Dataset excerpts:
┄┄┄┄┄┄┄┄┄┄
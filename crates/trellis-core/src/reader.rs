use async_trait::async_trait;
use uuid::Uuid;

use crate::entity::{Edge, Object};
use crate::error::Result;
use crate::registry::Schema;
use crate::types::TypeCode;
use crate::viewer::Viewer;

/// Privacy-filtered read access to the graph, as seen by rules and field types.
///
/// Implemented by the store; kept here so the rule engine can resolve
/// referenced entities without depending on storage.
#[async_trait]
pub trait GraphReader: Send + Sync {
    fn schema(&self) -> &Schema;

    async fn get_object(&self, viewer: &Viewer, id: Uuid) -> Result<Option<Object>>;

    async fn get_single_edge(
        &self,
        viewer: &Viewer,
        from_id: Uuid,
        edge_type: TypeCode,
        to_id: Uuid,
    ) -> Result<Option<Edge>>;

    async fn get_edge(&self, viewer: &Viewer, from_id: Uuid, edge_type: TypeCode)
        -> Result<Vec<Edge>>;
}

/// Everything a rule needs besides its candidate.
#[derive(Clone, Copy)]
pub struct RuleContext<'a> {
    pub graph: &'a dyn GraphReader,
    pub viewer: &'a Viewer,
}

impl<'a> RuleContext<'a> {
    pub fn new(graph: &'a dyn GraphReader, viewer: &'a Viewer) -> Self {
        Self { graph, viewer }
    }

    pub fn viewer_id(&self) -> Uuid {
        self.viewer.id()
    }

    /// The caller's all-seeing companion, for connectivity lookups.
    pub fn all_seeing(&self) -> &'a Viewer {
        self.viewer.read_all_viewer()
    }

    pub fn schema(&self) -> &'a Schema {
        self.graph.schema()
    }
}
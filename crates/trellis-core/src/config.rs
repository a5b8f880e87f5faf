//! Configuration management for Trellis services.
//!
//! Configuration is loaded from (in priority order):
//! 1. Environment variables (TRELLIS_ prefix, `__` between nested keys)
//! 2. Config file (`trellis.toml` by default), `[store]` table
//! 3. Defaults

use serde::{Deserialize, Serialize};

use crate::error::Result;

/// Top-level store configuration.
#[derive(Debug, Clone, Default, Deserialize, Serialize)]
pub struct StoreConfig {
    #[serde(default)]
    pub database: DatabaseConfig,

    #[serde(default)]
    pub retry: RetryConfig,

    #[serde(default)]
    pub cache: CacheConfig,
}

/// Connection settings for the relational backend.
#[derive(Debug, Clone, Deserialize, Serialize)]
pub struct DatabaseConfig {
    /// sqlx connection url (e.g. `sqlite://trellis.db?mode=rwc`, `sqlite::memory:`).
    #[serde(default = "default_url")]
    pub url: String,

    #[serde(default = "default_max_connections")]
    pub max_connections: u32,

    #[serde(default)]
    pub min_connections: u32,

    /// How long one pool acquisition may wait before it counts as a failed attempt.
    #[serde(default = "default_acquire_timeout_ms")]
    pub acquire_timeout_ms: u64,
}

/// Bounded retry policy for transient backend failures.
#[derive(Debug, Clone, Deserialize, Serialize)]
pub struct RetryConfig {
    /// Attempts to obtain a pooled connection before giving up.
    #[serde(default = "default_attempts")]
    pub acquire_attempts: u32,

    /// Re-executions after a connection reset before surfacing a storage error.
    #[serde(default = "default_attempts")]
    pub reset_attempts: u32,
}

/// Per-viewer cache behaviour.
#[derive(Debug, Clone, Deserialize, Serialize)]
pub struct CacheConfig {
    /// How many in-flight loads a reader waits out before loading itself.
    #[serde(default = "default_coalesce_attempts")]
    pub coalesce_attempts: u32,

    /// Longest single wait on an in-flight load.
    #[serde(default = "default_coalesce_wait_ms")]
    pub coalesce_wait_ms: u64,
}

fn default_url() -> String {
    "sqlite://trellis.db?mode=rwc".to_string()
}

fn default_max_connections() -> u32 {
    16
}

fn default_acquire_timeout_ms() -> u64 {
    5_000
}

fn default_attempts() -> u32 {
    10
}

fn default_coalesce_attempts() -> u32 {
    8
}

fn default_coalesce_wait_ms() -> u64 {
    25
}

impl Default for DatabaseConfig {
    fn default() -> Self {
        Self {
            url: default_url(),
            max_connections: default_max_connections(),
            min_connections: 0,
            acquire_timeout_ms: default_acquire_timeout_ms(),
        }
    }
}

impl Default for RetryConfig {
    fn default() -> Self {
        Self {
            acquire_attempts: default_attempts(),
            reset_attempts: default_attempts(),
        }
    }
}

impl Default for CacheConfig {
    fn default() -> Self {
        Self {
            coalesce_attempts: default_coalesce_attempts(),
            coalesce_wait_ms: default_coalesce_wait_ms(),
        }
    }
}

impl DatabaseConfig {
    /// A single-connection in-memory database. Every connection to `sqlite::memory:`
    /// opens a fresh database, so the pool must never grow past one.
    pub fn in_memory() -> Self {
        Self {
            url: "sqlite::memory:".to_string(),
            max_connections: 1,
            min_connections: 1,
            acquire_timeout_ms: default_acquire_timeout_ms(),
        }
    }
}

impl StoreConfig {
    pub fn in_memory() -> Self {
        Self {
            database: DatabaseConfig::in_memory(),
            ..Default::default()
        }
    }

    /// Load the `[store]` table from `<file_prefix>.toml` (optional) and
    /// `TRELLIS_STORE__...` environment variables.
    pub fn load(file_prefix: &str) -> Result<Self> {
        let cfg = config::Config::builder()
            .add_source(config::File::with_name(file_prefix).required(false))
            .add_source(
                config::Environment::with_prefix("TRELLIS")
                    .separator("__")
                    .try_parsing(true),
            )
            .build()?;

        match cfg.get::<StoreConfig>("store") {
            Ok(c) => Ok(c),
            Err(config::ConfigError::NotFound(_)) => Ok(StoreConfig::default()),
            Err(e) => Err(e.into()),
        }
    }
}
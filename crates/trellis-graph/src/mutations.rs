//! Write operations for the graph.
//!
//! The authoritative row is always written before its index rows. Edge types
//! with a declared reverse are written as a pair in a single statement, so
//! either both directions change or neither does.

use chrono::Utc;
use futures::future::try_join_all;
use uuid::Uuid;

use trellis_core::error::{ErrorContext, Result, TrellisError};
use trellis_core::types::{
    new_object_id, Data, EdgeRow, ObjectRow, Status, TypeCode, ROOT_TYPE,
};
use trellis_core::viewer::{CacheKey, Viewer};
use trellis_core::{Object, Operation};

use crate::client::{column, Statement};
use crate::queries::object_row;
use crate::store::GraphStore;
use crate::validate::edge_context;
//! Root objects and external-identity linkage.

use serde_json::Value;
use uuid::Uuid;

use trellis_core::error::{ErrorContext, Result, TrellisError};
use trellis_core::types::{Data, EdgeRow, TypeCode, IDENTITY_EDGE, IDENTITY_SUBJECT_FIELD, ROOT_TYPE};
use trellis_core::viewer::Viewer;

use crate::store::GraphStore;

impl GraphStore {
    /// Create a root object named `name`; object types list its id as their
    /// `root_id` to become enumerable.
    pub async fn generate_root_id(&self, name: &str) -> Result<Uuid> {
        let writer = Viewer::write_all();
        let mut data = Data::new();
        data.insert("name".to_string(), Value::String(name.to_string()));
        match self.create_object(&writer, ROOT_TYPE, data).await? {
            Some(id) => {
                tracing::info!(root_id = %id, name, "Generated root object");
                Ok(id)
            }
            None => Err(TrellisError::storage("Root object was not stored", None)),
        }
    }

    /// Create the account object for an external subject and link the
    /// subject to it.
    pub async fn provision_identity(
        &self,
        subject: Uuid,
        object_type: TypeCode,
        mut data: Data,
    ) -> Result<Uuid> {
        if self.viewer_for_subject(subject).await?.is_some() {
            return Err(TrellisError::conflict(
                "Identity is already linked to an object",
                ErrorContext::new().with("subject", subject.to_string()),
            ));
        }

        data.insert(
            IDENTITY_SUBJECT_FIELD.to_string(),
            Value::String(subject.to_string()),
        );
        let writer = Viewer::write_all();
        let Some(id) = self.create_object(&writer, object_type, data).await? else {
            return Err(TrellisError::storage("Account object was not stored", None));
        };

        let link = EdgeRow::new(subject, IDENTITY_EDGE, id);
        match self.create_edge(&writer, &link).await {
            Ok(true) => {
                tracing::info!(object_id = %id, "Provisioned identity");
                Ok(id)
            }
            Ok(false) => {
                self.rollback_object(id).await;
                Err(TrellisError::storage("Identity edge was not stored", None))
            }
            Err(e) => {
                self.rollback_object(id).await;
                Err(e)
            }
        }
    }

    /// Viewer for the object linked to `subject`, if the link and the object
    /// both still exist.
    pub async fn viewer_for_subject(&self, subject: Uuid) -> Result<Option<Viewer>> {
        let reader = Viewer::read_all();
        let links = self.get_edge(&reader, subject, IDENTITY_EDGE).await?;
        if links.len() > 1 {
            tracing::warn!(links = links.len(), "Subject linked to several objects, using the oldest");
        }
        for link in links {
            if self.get_object(&reader, link.to_id()).await?.is_some() {
                return Ok(Some(Viewer::new(link.to_id())));
            }
        }
        Ok(None)
    }
}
┄┄┄┄┄┄┄┄┄┄
(ABOUT THIS EXERCISE) Among the entries above, the lines between the ones containing "pub struct DatabaseConfig" and "a storage error.", inclusive, are to be transcribed exactly. No other line is to be given.

(ANSWER SECTION)
pub struct DatabaseConfig {
    /// sqlx connection url (e.g. `sqlite://trellis.db?mode=rwc`, `sqlite::memory:`).
    #[serde(default = "default_url")]
    pub url: String,

    #[serde(default = "default_max_connections")]
    pub max_connections: u32,

    #[serde(default)]
    pub min_connections: u32,

    /// How long one pool acquisition may wait before it counts as a failed attempt.
    #[serde(default = "default_acquire_timeout_ms")]
    pub acquire_timeout_ms: u64,
}

/// Bounded retry policy for transient backend failures.
#[derive(Debug, Clone, Deserialize, Serialize)]
pub struct RetryConfig {
    /// Attempts to obtain a pooled connection before giving up.
    #[serde(default = "default_attempts")]
    pub acquire_attempts: u32,

    /// Re-executions after a connection reset before surfacing a storage error.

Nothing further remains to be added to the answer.